G
Guest
·Hello anyone!
This is all very new to me. I came across this web site by accident and it's been on my mind all day. I never knew this Community existed and reading through the symptoms I can finally make some sense of myself.
As far as I can remember I have always had a fight with 'what reality is' and trying to hold on to it. I suppose, as with many others, it started as a young child, an unhappy child and not miserable as I was often referred to. Without the help or understanding of Adults around you the whole thing just seems to manifest so that my teenage years were unbearable. I inevitably discovered alcohol as a way to nullify my mind which turned me into an alcoholic by the age of 19. But the worst was still to come as I went through a faze of messing around with LSD, that really blew my mind to bits, not advisable to anyone least of all to someone who already has a distorted take on reality. I still suffer from flashbacks to this day, I learn to live with it but can't help wondering that if this is how the rest of my life is going to feel, I may as well give in now. Iv'e been to counsellours and psychiatrists but they dont seem to grasp the severity of just how hard it is or maybe I am not explaining myself to well. I recently underwent an alcohol detox in hospital and have been sober for six months but without that crutch I'm more exposed to my illness than is bearable.
It would be helpful if others could tell me if they identify with such feelings
as: tightening of the skin around the head and neck and a need to constantly touch or hold the head or face as if to feel more secure.
recurring thought that all my thoughts will suddenly drain away and the mind will go blank forever.
when attempting to sleep I feel that the room is growing larger and I am shrinking or vice versa
people or places that I have known for years can suddenly seem like strangers or that I've never been before
a great sense of dread and fear that something evil and horrific is about to happen
objects that move seem to leave a trail or imprint negative images in their wake
burning sensations behind the eye
I could go on forever but if this makes sense with anyone then I would appreciate some response.
Good luck and take care everyone.
Apologies for the spelling and grammar as I am having an off day.

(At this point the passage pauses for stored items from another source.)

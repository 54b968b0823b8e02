//! Scanline triangle rasterizer with Gouraud shading and BMP output.
//!
//! Draws triangles whose three vertices carry independent RGB colors onto an
//! in-memory 24-bit BGR canvas, linearly interpolating the vertex colors
//! across the interior, and serializes the canvas as an uncompressed,
//! row-padded Windows bitmap (BI_RGB).
//!
//! ## Pipeline
//!
//! 1. The caller builds a [`Triangle`] from three [`Vertex`] values.
//! 2. [`render_triangle`] fills it into a [`Canvas`], scanline by scanline.
//! 3. [`bmp::encode`] or [`bmp::save`] turns the canvas into file bytes.
//!
//! ```
//! use rgb_triangle::{render_triangle, Canvas, Rgb8, Triangle, Vertex};
//!
//! let mut canvas = Canvas::new(64, 64)?;
//! canvas.clear(Rgb8::WHITE);
//! let tri = Triangle::new(
//!     Vertex::new(5, 5, Rgb8::new(255, 0, 0)),
//!     Vertex::new(60, 10, Rgb8::new(0, 255, 0)),
//!     Vertex::new(30, 60, Rgb8::new(0, 0, 255)),
//! );
//! render_triangle(&mut canvas, &tri);
//! let bytes = rgb_triangle::bmp::encode(&canvas);
//! assert_eq!(&bytes[0..2], b"BM");
//! # Ok::<(), rgb_triangle::Error>(())
//! ```
//!
//! Everything is synchronous and single-threaded; a `&mut Canvas` is the
//! whole concurrency story.

pub mod basics;
pub mod bmp;
pub mod canvas;
pub mod color;
pub mod error;
pub mod rasterizer_scanline;
pub mod triangle;

pub use canvas::Canvas;
pub use color::Rgb8;
pub use error::{Error, Result};
pub use rasterizer_scanline::render_triangle;
pub use triangle::{Triangle, Vertex};
//! Crate error taxonomy.
//!
//! Three failure classes exist: caller-supplied dimensions the buffer or the
//! file format cannot represent, pixel buffer allocation failure, and output
//! file I/O failure. Off-canvas pixel coordinates are never an error — the
//! rasterizer clips them silently, since partial visibility of a triangle is
//! normal behavior.

use std::collections::TryReserveError;

use thiserror::Error;

/// Convenience alias used throughout the crate.
pub type Result<T> = std::result::Result<T, Error>;

#[derive(Debug, Error)]
pub enum Error {
    /// Caller passed dimensions that the pixel buffer or the bitmap headers
    /// cannot represent.
    #[error("invalid argument: {0}")]
    InvalidArgument(&'static str),

    /// The pixel buffer could not be allocated. The caller may retry with
    /// smaller dimensions.
    #[error("allocation of {requested} bytes for the pixel buffer failed")]
    Allocation {
        requested: usize,
        #[source]
        source: TryReserveError,
    },

    /// Opening or writing the output file failed. The file may be absent or
    /// truncated; no cleanup is attempted beyond closing the handle.
    #[error("bitmap I/O failed")]
    Io(#[from] std::io::Error),
}
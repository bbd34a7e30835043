use phasesheet::density::{Interpolator, PointSelector};
use phasesheet::grid::{DensityGrid, Subgrid};
use phasesheet::lattice::coords;
use phasesheet::particles::{Particle, ParticleManager};
use phasesheet::Vec3;

use rand::SeedableRng;
use rand_chacha::ChaCha8Rng;

/// Particles on the corners of one Lagrangian cube of side `scale`, shifted
/// by `offset` and wrapped into the unit box
fn cube_particles(count_width: i64, scale: f32, offset: Vec3) -> ParticleManager {
    let mut particles = Vec::new();
    for a in 0..2i64 {
        for b in 0..2i64 {
            for c in 0..2i64 {
                let id = a + b * count_width + c * count_width * count_width;
                let mut position = Vec3::new(a as f32, b as f32, c as f32) * scale + offset;
                for d in 0..3 {
                    if position[d] >= 1.0 {
                        position[d] -= 1.0;
                    }
                }
                particles.push(Particle { id, position });
            }
        }
    }

    let mut manager = ParticleManager::new();
    manager.add(&particles);
    manager
}

fn full_box_grid(rhos: &mut [f64], width: i64) -> DensityGrid<'_> {
    DensityGrid::new(
        1.0,
        1,
        rhos,
        Subgrid {
            width,
            x: 0,
            y: 0,
            z: 0,
        },
    )
    .unwrap()
}

fn deposited_mass(grid: &DensityGrid) -> f64 {
    grid.rhos().iter().sum::<f64>() * grid.cell_volume()
}

#[test]
fn cell_center_covers_each_cell_center_once() {
    // A cube of side 0.4 shifted off every symmetry plane: its six
    // tetrahedra cover the eight enclosed cell centers exactly once.
    let manager = cube_particles(2, 0.4, Vec3::new(0.013, 0.027, 0.041));
    let mut rhos = vec![0.0; 64];
    let mut grids = [full_box_grid(&mut rhos, 4)];

    let mut intr = Interpolator::cell_center(&manager, 2);
    intr.interpolate(&mut grids, 6.0, &[0], &[]);

    // Every tetrahedron has volume (0.4)³/6, so the per-cell density is
    // mass/6 · cell_volume/volume = 1.46484375 for all six of them.
    let expected = 0.015625 / (0.4f64.powi(3) / 6.0);
    let rhos = grids[0].rhos();
    let nonzero: Vec<f64> = rhos.iter().copied().filter(|&rho| rho != 0.0).collect();
    assert_eq!(nonzero.len(), 8);
    for rho in nonzero {
        assert!((rho - expected).abs() < 1e-4);
    }

    let total: f64 = rhos.iter().sum();
    assert!((total - 8.0 * expected).abs() < 1e-3);
}

#[test]
fn cell_center_wraps_through_periodic_boundary() {
    // The anchor cube straddles the box corner; its deposits land in the
    // wrapped cells at both ends of each axis.
    let manager = cube_particles(4, 0.25, Vec3::new(0.9, 0.87, 0.93));
    let mut rhos = vec![0.0; 512];
    let mut grids = [full_box_grid(&mut rhos, 8)];

    let mut intr = Interpolator::cell_center(&manager, 4);
    intr.interpolate(&mut grids, 6.0, &[0], &[]);

    let width = 8usize;
    let mut nonzero_cells = Vec::new();
    for (idx, &rho) in grids[0].rhos().iter().enumerate() {
        if rho != 0.0 {
            let coords = [
                idx % width,
                (idx % (width * width)) / width,
                idx / (width * width),
            ];
            nonzero_cells.push(coords);
            assert!((rho - 0.75).abs() < 1e-4);
        }
    }

    assert_eq!(nonzero_cells.len(), 8);
    for cell in nonzero_cells {
        for d in 0..3 {
            assert!(cell[d] == 0 || cell[d] == 7);
        }
    }
}

#[test]
fn missing_particle_skips_the_tetrahedron() {
    let mut manager = cube_particles(2, 0.4, Vec3::new(0.013, 0.027, 0.041));
    let mut partial = Vec::new();
    for id in 0..8 {
        if id == 3 {
            continue;
        }
        if let Some(particle) = manager.get(id) {
            partial.push(*particle);
        }
    }
    manager = ParticleManager::new();
    manager.add(&partial);

    let mut rhos = vec![0.0; 64];
    let mut grids = [full_box_grid(&mut rhos, 4)];

    // Particle 3 sits on two of the six tetrahedra; only those are skipped.
    let expected = 0.015625 / (0.4f64.powi(3) / 6.0);
    let mut intr = Interpolator::cell_center(&manager, 2);
    intr.interpolate(&mut grids, 6.0, &[0], &[]);
    let partial_total: f64 = grids[0].rhos().iter().sum();
    assert!(partial_total > 0.0);
    assert!(partial_total < 8.0 * expected - 1e-3);

    // With every particle of some tetra missing, nothing is deposited at all.
    let empty = ParticleManager::new();
    let mut rhos = vec![0.0; 64];
    let mut grids = [full_box_grid(&mut rhos, 4)];
    let mut intr = Interpolator::cell_center(&empty, 2);
    intr.interpolate(&mut grids, 6.0, &[0], &[]);
    assert!(grids[0].rhos().iter().all(|&rho| rho == 0.0));
}

#[test]
fn monte_carlo_conserves_mass_exactly() {
    let manager = cube_particles(2, 0.4, Vec3::new(0.013, 0.027, 0.041));
    let mut rhos = vec![0.0; 64];
    let mut grids = [full_box_grid(&mut rhos, 4)];

    let rng = ChaCha8Rng::seed_from_u64(42);
    let mut intr = Interpolator::monte_carlo(&manager, 2, rng, 64, PointSelector::Flat);
    intr.interpolate(&mut grids, 3.5, &[0], &[]);

    // Every sample lands inside the bounding grid, so the deposited mass is
    // the particle mass up to rounding.
    assert!((deposited_mass(&grids[0]) - 3.5).abs() < 1e-9);
}

#[test]
fn monte_carlo_is_reproducible_under_a_fixed_seed() {
    let manager = cube_particles(2, 0.4, Vec3::new(0.013, 0.027, 0.041));

    let run = |seed: u64| {
        let mut rhos = vec![0.0; 64];
        let mut grids = [full_box_grid(&mut rhos, 4)];
        let rng = ChaCha8Rng::seed_from_u64(seed);
        let mut intr = Interpolator::monte_carlo(&manager, 2, rng, 32, PointSelector::Flat);
        intr.interpolate(&mut grids, 1.0, &[0], &[]);
        drop(grids);
        rhos
    };

    assert_eq!(run(7), run(7));
    assert_ne!(run(7), run(8));
}

#[test]
fn prop_to_cells_rejects_small_tetrahedra() {
    // Legs of 0.1 box units fall below the quality cutoff.
    let manager = cube_particles(2, 0.1, Vec3::new(0.2, 0.2, 0.2));
    let mut rhos = vec![0.0; 64];
    let mut grids = [full_box_grid(&mut rhos, 4)];

    let rng = ChaCha8Rng::seed_from_u64(42);
    let mut intr = Interpolator::monte_carlo(&manager, 2, rng, 64, PointSelector::PropToCells);
    intr.interpolate(&mut grids, 1.0, &[0], &[]);

    assert!(grids[0].rhos().iter().all(|&rho| rho == 0.0));
}

#[test]
fn sobol_conserves_mass_and_is_deterministic() {
    let manager = cube_particles(2, 0.4, Vec3::new(0.013, 0.027, 0.041));

    let run = || {
        let mut rhos = vec![0.0; 64];
        let mut grids = [full_box_grid(&mut rhos, 4)];
        let mut intr = Interpolator::sobol(&manager, 2, 32);
        intr.interpolate(&mut grids, 2.25, &[0], &[]);
        let total = deposited_mass(&grids[0]);
        drop(grids);
        (rhos, total)
    };

    let (rhos_a, total_a) = run();
    let (rhos_b, _) = run();
    assert!((total_a - 2.25).abs() < 1e-9);
    assert_eq!(rhos_a, rhos_b);
}

#[test]
fn monte_carlo_converges_with_more_samples() {
    let manager = cube_particles(2, 0.4, Vec3::new(0.013, 0.027, 0.041));
    let mass = 6.0;

    let run_mc = |steps: usize| {
        let mut rhos = vec![0.0; 64];
        let mut grids = [full_box_grid(&mut rhos, 4)];
        let rng = ChaCha8Rng::seed_from_u64(7);
        let mut intr = Interpolator::monte_carlo(&manager, 2, rng, steps, PointSelector::Flat);
        intr.interpolate(&mut grids, mass, &[0], &[]);
        drop(grids);
        rhos
    };

    // A long Sobol run serves as the reference field.
    let reference = {
        let mut rhos = vec![0.0; 64];
        let mut grids = [full_box_grid(&mut rhos, 4)];
        let mut intr = Interpolator::sobol(&manager, 2, 4096);
        intr.interpolate(&mut grids, mass, &[0], &[]);
        drop(grids);
        rhos
    };

    let l1 = |rhos: &[f64]| -> f64 {
        rhos.iter()
            .zip(reference.iter())
            .map(|(a, b)| (a - b).abs())
            .sum()
    };

    let coarse = l1(&run_mc(32));
    let fine = l1(&run_mc(2048));
    assert!(fine < coarse);
}

#[test]
fn tetra_deposits_skip_non_intersecting_grids() {
    // The particle cube sits in the lower octant; a target window covering
    // only the opposite octant stays untouched.
    let manager = cube_particles(4, 0.25, Vec3::new(0.013, 0.027, 0.041));

    let mut rhos_far = vec![0.0; 64];
    let mut rhos_near = vec![0.0; 64];
    let mut grids = [
        DensityGrid::new(
            1.0,
            2,
            &mut rhos_far,
            Subgrid {
                width: 4,
                x: 1,
                y: 1,
                z: 1,
            },
        )
        .unwrap(),
        DensityGrid::new(
            1.0,
            2,
            &mut rhos_near,
            Subgrid {
                width: 4,
                x: 0,
                y: 0,
                z: 0,
            },
        )
        .unwrap(),
    ];

    let rng = ChaCha8Rng::seed_from_u64(3);
    let mut intr = Interpolator::monte_carlo(&manager, 4, rng, 32, PointSelector::Flat);
    intr.interpolate(&mut grids, 1.0, &[0], &[]);

    assert!(grids[0].rhos().iter().all(|&rho| rho == 0.0));
    assert!(grids[1].rhos().iter().sum::<f64>() > 0.0);
}

#[test]
fn lattice_ids_follow_row_major_order() {
    // The id arithmetic used by the deposition tests matches the lattice
    // conventions of the indexer.
    for id in [0i64, 1, 2, 3, 4, 5, 6, 7] {
        let [x, y, z] = coords(id, 2);
        assert_eq!(x + y * 2 + z * 4, id);
    }
}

This is all very new to me. I came across this web site by accident and it's been on my mind all day. I never knew this Community existed and reading through the symptoms I can finally make some sense of myself.
As far as I can remember I have always had a fight with 'what reality is' and trying to hold on to it. I suppose, as with many others, it started as a young child, an unhappy child and not miserable as I was often referred to. Without the help or understanding of Adults around you the whole thing just seems to manifest so that my teenage years were unbearable. I inevitably discovered alcohol as a way to nullify my mind which turned me into an alcoholic by the age of 19. But the worst was still to come as I went through a faze of messing around with LSD, that really blew my mind to bits, not advisable to anyone least of all to someone who already has a distorted take on reality. I still suffer from flashbacks to this day, I learn to live with it but can't help wondering that if this is how the rest of my life is going to feel, I may as well give in now. Iv'e been to counsellours and psychiatrists but they dont seem to grasp the severity of just how hard it is or maybe I am not explaining myself to well. I recently underwent an alcohol detox in hospital and have been sober for six months but without that crutch I'm more exposed to my illness than is bearable.
It would be helpful if others could tell me if they identify with such feelings
as: tightening of the skin around the head and neck and a need to constantly touch or hold the head or face as if to feel more secure.
recurring thought that all my thoughts will suddenly drain away and the mind will go blank forever.
when attempting to sleep I feel that the room is growing larger and I am shrinking or vice versa
people or places that I have known for years can suddenly seem like strangers or that I've never been before
a great sense of dread and fear that something evil and horrific is about to happen
objects that move seem to leave a trail or imprint negative images in their wake
burning sensations behind the eye
I could go on forever but if this makes sense with anyone then I would appreciate some response.
Good luck and take care everyone.
Apologies for the spelling and grammar as I am having an off day.